Paris, Salvator, 2021, 222p.

Le grand réveil religieux qui a marqué, en France, le XVIIème siècle a suscité, à la fois, des initiatives pastorales d’envergure, notamment l’essor de l’éducation des milieux populaires et la création de congrégations enseignantes, mais aussi un renouveau spirituel très intense, comportant l’essor de conversions engagées par des chrétiens désireux d’assurer leur perfectionnement spirituel. Si Nicolas Barré a intensément participé à l’action scolaire de sa propre congrégation des Minimes, le second chantier lui doit également beaucoup. Il a, en effet, puissamment aidé ce mouvement que nous appellerions volontiers aujourd’hui « d’accompagnement » : il s’agit bien toujours d’éducation, non plus, certes, d’enfants, mais d’adultes à faire grandir spirituellement selon leur propre souhait. Leur volonté étant de répondre à l’appel de Dieu, cela se fera selon des voies appropriées à leur état de vie, à leur culture et à leurs aspirations. Il ne s’agit pas, ici, de se contenter d’une démarche peu exigeante, mais bien d’identifier et de cultiver des voies appropriées à chacun, de façon personnalisée. Comme l’écrit dans sa préface Monseigneur Boulanger, « la vie spirituelle, pour eux, ne s’adresse pas à des anges mais à des êtres humains ». Il s’agit donc, de façon modeste mais résolue, de mettre en place une démarche de formation chrétienne d’adultes. Cela devait aboutir en 1694, c’est-à-dire quelques années après la mort de l’auteur, à la publication de « Maximes pour la direction des âmes » tant pour les « directeurs » que pour les personnes « dirigées ». Il s’agit donc d’instaurer une pratique originale de perfectionnement spirituel. L’on sera à bon droit reconnaissant à Sœur Emmanuelle d’avoir ainsi actualisé une voie de recherche un peu oubliée mais dont les origines et l’histoire méritent d’être connus, et cela à l’occasion du 4ème centenaire de la disparition de Nicolas Barré. Il convient donc d’en féliciter chaleureusement Sœur Emmanuelle.

Guy AVANZINI

 

Axelle BRODIEZ-MOLINO
Des sans-logis aux sans domicile : Le foyer de Notre Dame des sans-abri à Lyon depuis 1950.

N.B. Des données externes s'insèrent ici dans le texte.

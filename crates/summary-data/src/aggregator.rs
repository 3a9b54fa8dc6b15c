//! Per-student aggregation over raw event log rows.
//!
//! The one piece of real logic in the tool: a single pass over the parsed
//! rows that tallies the tracked event kinds per student identifier.

use summary_core::models::{EventKind, SummaryTable};
use summary_core::{Result, SummaryError};
use tracing::debug;

/// One record from the input table, as handed over by the CSV reader.
pub type Row = Vec<String>;

/// Outcome counters from a single aggregation pass.
#[derive(Debug, Clone, Default, PartialEq, Eq)]
pub struct AggregationStats {
    /// Data rows inspected (header excluded).
    pub rows_seen: usize,
    /// Rows skipped because they were too short to hold both columns.
    pub rows_skipped: usize,
    /// Rows whose event value matched a tracked kind.
    pub events_counted: usize,
}

/// Result of one aggregation pass: the table plus its stats.
#[derive(Debug, Clone)]
pub struct Aggregation {
    pub table: SummaryTable,
    pub stats: AggregationStats,
}

/// Stateless helper that tallies tracked events per student.
pub struct EventAggregator;

impl EventAggregator {
    /// Aggregate `rows` into a [`SummaryTable`].
    ///
    /// Row 0 is treated as a header and never aggregated, whatever it
    /// contains. `student_column` and `event_column` are 0-based positions
    /// within a row; both cell values are trimmed before use, and the
    /// trimmed student identifier doubles as the aggregation key.
    ///
    /// Tolerance policy:
    /// * a row too short to hold both columns is skipped silently;
    /// * an unrecognized event value still creates the student entry but
    ///   changes no counter.
    ///
    /// The pass is pure and deterministic: identical rows in identical
    /// order always produce an identical table, entries ordered by first
    /// appearance of the student identifier.
    ///
    /// # Errors
    ///
    /// [`SummaryError::EmptyInput`] when `rows` has fewer than 2 entries,
    /// i.e. nothing beyond the header.
    pub fn aggregate(
        rows: &[Row],
        student_column: usize,
        event_column: usize,
    ) -> Result<Aggregation> {
        if rows.len() < 2 {
            return Err(SummaryError::EmptyInput);
        }

        let min_len = student_column.max(event_column) + 1;
        let mut table = SummaryTable::new();
        let mut stats = AggregationStats::default();

        for row in &rows[1..] {
            stats.rows_seen += 1;

            if row.len() < min_len {
                stats.rows_skipped += 1;
                continue;
            }

            let student_id = row[student_column].trim();
            let event = row[event_column].trim();

            let summary = table.entry_mut(student_id);
            if let Some(kind) = EventKind::from_label(event) {
                summary.counts.increment(kind);
                stats.events_counted += 1;
            }
        }

        debug!(
            "Aggregated {} rows: {} skipped, {} events, {} students",
            stats.rows_seen,
            stats.rows_skipped,
            stats.events_counted,
            table.len(),
        );

        Ok(Aggregation { table, stats })
    }
}

// ── Tests ─────────────────────────────────────────────────────────────────────

#[cfg(test)]
mod tests {
    use super::*;

    // ── Helpers ───────────────────────────────────────────────────────────────

    fn row(fields: &[&str]) -> Row {
        fields.iter().map(|s| s.to_string()).collect()
    }

    /// A 6-column row in the Canvas export shape used throughout: student
    /// identifier at column 1, event type at column 5.
    fn event_row(student: &str, event: &str) -> Row {
        row(&["_", student, "_", "_", "_", event])
    }

    fn header() -> Row {
        row(&["attempt", "student_id", "name", "section", "timestamp", "event_type"])
    }

    // ── Basic aggregation ─────────────────────────────────────────────────────

    #[test]
    fn test_counts_per_student_in_first_seen_order() {
        let rows = vec![
            header(),
            event_row("S1", "page_focused"),
            event_row("S1", "page_blurred"),
            event_row("S2", "question_answered"),
        ];
        let agg = EventAggregator::aggregate(&rows, 1, 5).unwrap();

        let ids: Vec<&str> = agg.table.iter().map(|s| s.student_id.as_str()).collect();
        assert_eq!(ids, vec!["S1", "S2"]);

        let s1 = agg.table.get("S1").unwrap();
        assert_eq!(s1.counts.page_blurred, 1);
        assert_eq!(s1.counts.page_focused, 1);
        assert_eq!(s1.counts.question_answered, 0);

        let s2 = agg.table.get("S2").unwrap();
        assert_eq!(s2.counts.page_blurred, 0);
        assert_eq!(s2.counts.page_focused, 0);
        assert_eq!(s2.counts.question_answered, 1);
    }

    #[test]
    fn test_header_never_contributes() {
        // A header that looks exactly like a data row must still be skipped.
        let rows = vec![
            event_row("S1", "page_focused"),
            event_row("S2", "page_blurred"),
        ];
        let agg = EventAggregator::aggregate(&rows, 1, 5).unwrap();

        assert!(agg.table.get("S1").is_none());
        assert_eq!(agg.table.get("S2").unwrap().counts.page_blurred, 1);
    }

    #[test]
    fn test_recognized_event_increments_exactly_one_counter() {
        let rows = vec![header(), event_row("S1", "question_answered")];
        let agg = EventAggregator::aggregate(&rows, 1, 5).unwrap();

        let counts = &agg.table.get("S1").unwrap().counts;
        assert_eq!(counts.question_answered, 1);
        assert_eq!(counts.total(), 1);
        assert_eq!(agg.stats.events_counted, 1);
    }

    // ── Tolerance policy ──────────────────────────────────────────────────────

    #[test]
    fn test_short_row_is_skipped_entirely() {
        // 5 columns when the event column is index 5: no student entry, no count.
        let rows = vec![
            header(),
            row(&["_", "S9", "_", "_", "page_focused"]),
            event_row("S1", "page_focused"),
        ];
        let agg = EventAggregator::aggregate(&rows, 1, 5).unwrap();

        assert!(agg.table.get("S9").is_none());
        assert_eq!(agg.table.len(), 1);
        assert_eq!(agg.stats.rows_skipped, 1);
    }

    #[test]
    fn test_row_length_equal_to_max_column_is_too_short() {
        // len == max(student, event) is still short by one.
        let rows = vec![header(), row(&["S1", "page_focused"])];
        let agg = EventAggregator::aggregate(&rows, 0, 2).unwrap();
        assert!(agg.table.is_empty());
    }

    #[test]
    fn test_unrecognized_event_keeps_student_but_changes_no_counter() {
        let rows = vec![header(), event_row("S1", "mouse_moved")];
        let agg = EventAggregator::aggregate(&rows, 1, 5).unwrap();

        let counts = &agg.table.get("S1").unwrap().counts;
        assert_eq!(counts.total(), 0);
        assert_eq!(agg.stats.events_counted, 0);
    }

    #[test]
    fn test_all_zero_table_is_a_success_not_an_error() {
        // Valid rows, but no event ever matches a tracked kind.
        let rows = vec![
            header(),
            event_row("S1", "session_started"),
            event_row("S2", "page_view"),
        ];
        let agg = EventAggregator::aggregate(&rows, 1, 5).unwrap();

        assert_eq!(agg.table.len(), 2);
        assert!(agg.table.iter().all(|s| s.counts.total() == 0));
    }

    // ── Identifier trimming ───────────────────────────────────────────────────

    #[test]
    fn test_identifiers_trimmed_and_merged() {
        let rows = vec![
            header(),
            event_row("S1", "page_focused"),
            event_row(" S1 ", "page_blurred"),
        ];
        let agg = EventAggregator::aggregate(&rows, 1, 5).unwrap();

        assert_eq!(agg.table.len(), 1);
        let counts = &agg.table.get("S1").unwrap().counts;
        assert_eq!(counts.page_focused, 1);
        assert_eq!(counts.page_blurred, 1);
    }

    #[test]
    fn test_event_value_trimmed() {
        let rows = vec![header(), event_row("S1", " page_focused ")];
        let agg = EventAggregator::aggregate(&rows, 1, 5).unwrap();
        assert_eq!(agg.table.get("S1").unwrap().counts.page_focused, 1);
    }

    #[test]
    fn test_identifiers_case_sensitive() {
        let rows = vec![
            header(),
            event_row("s1", "page_focused"),
            event_row("S1", "page_focused"),
        ];
        let agg = EventAggregator::aggregate(&rows, 1, 5).unwrap();
        assert_eq!(agg.table.len(), 2);
    }

    // ── Error behaviour ───────────────────────────────────────────────────────

    #[test]
    fn test_header_only_input_is_empty_input() {
        let rows = vec![header()];
        let err = EventAggregator::aggregate(&rows, 1, 5).unwrap_err();
        assert!(matches!(err, SummaryError::EmptyInput));
    }

    #[test]
    fn test_no_rows_at_all_is_empty_input() {
        let err = EventAggregator::aggregate(&[], 1, 5).unwrap_err();
        assert!(matches!(err, SummaryError::EmptyInput));
    }

    // ── Determinism ───────────────────────────────────────────────────────────

    #[test]
    fn test_re_aggregation_is_idempotent() {
        let rows = vec![
            header(),
            event_row("S3", "page_blurred"),
            event_row("S1", "question_answered"),
            event_row("S3", "page_focused"),
        ];
        let first = EventAggregator::aggregate(&rows, 1, 5).unwrap();
        let second = EventAggregator::aggregate(&rows, 1, 5).unwrap();

        assert_eq!(first.table, second.table);
        assert_eq!(first.stats, second.stats);
    }
}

Éditions des Presses universitaires de Saint Etienne, 2020, 268 p.

Voici un ouvrage qu’il est malaisé d’affecter à une rubrique scientifique classique. Paru dans la Collection « Sociologie-matières à penser », il relève de plusieurs disciplines ordonnées à l’étude d’un épisode éminent de l’histoire de Lyon : la fondation du foyer Notre Dame des sans-abri ouvert en 1950 par Gabriel Rosset, professeur dans un lycée public et membre fidèle de la Paroisse Universitaire de Lyon.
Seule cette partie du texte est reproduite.